━━━━━ Material shown

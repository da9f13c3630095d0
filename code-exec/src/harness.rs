//! Per-test-case judging shared by every runner.
//!
//! Runners own *how* a test case is executed (a fresh interpreter namespace,
//! a fresh process); this module only turns each case's captured output into
//! a [`TestDetail`] and aggregates them in input order.

use crate::types::{TestCase, TestDetail, TestRunSummary, TestStatus};

/// What running one test case produced: captured output, or the error that
/// interrupted it together with whatever was printed before.
#[derive(Debug, Clone, PartialEq)]
pub enum CaseRun {
    Completed(String),
    Failed { output: String, error: String },
}

/// Trimmed exact comparison of captured output against the expected value.
pub fn judge(index: usize, case: &TestCase, run: CaseRun) -> TestDetail {
    let expected = case.expected.trim().to_string();
    match run {
        CaseRun::Completed(output) => {
            let actual = output.trim().to_string();
            let status = if actual == expected {
                TestStatus::Passed
            } else {
                TestStatus::Failed
            };
            TestDetail {
                index,
                status,
                input: case.input.clone(),
                expected,
                actual,
                error: None,
            }
        }
        CaseRun::Failed { output, error } => TestDetail {
            index,
            status: TestStatus::Error,
            input: case.input.clone(),
            expected,
            actual: output.trim().to_string(),
            error: Some(error),
        },
    }
}

/// Runs every case through `run` in order and aggregates the verdicts.
pub fn run_cases<F>(cases: &[TestCase], mut run: F) -> TestRunSummary
where
    F: FnMut(&TestCase) -> CaseRun,
{
    let details = cases
        .iter()
        .enumerate()
        .map(|(i, case)| judge(i + 1, case, run(case)))
        .collect();
    summarize(details)
}

pub fn summarize(details: Vec<TestDetail>) -> TestRunSummary {
    let passed = details
        .iter()
        .filter(|d| d.status == TestStatus::Passed)
        .count();
    TestRunSummary {
        passed,
        failed: details.len() - passed,
        total: details.len(),
        details,
    }
}

/// Input fed to the top-level run: the first case's input when test cases
/// are present, nothing otherwise.
pub fn sample_input(cases: &[TestCase]) -> Option<&str> {
    cases.first().map(|c| c.input.as_str())
}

━━━━━━━━━━

▶ What you should do:
Please return only the lines from the one with "pub fn sample_input(cases: &[TestCase])" through the end of the listing, each exactly as written, first and last included.

▶ Exercise response:
pub fn sample_input(cases: &[TestCase]) -> Option<&str> {
    cases.first().map(|c| c.input.as_str())
}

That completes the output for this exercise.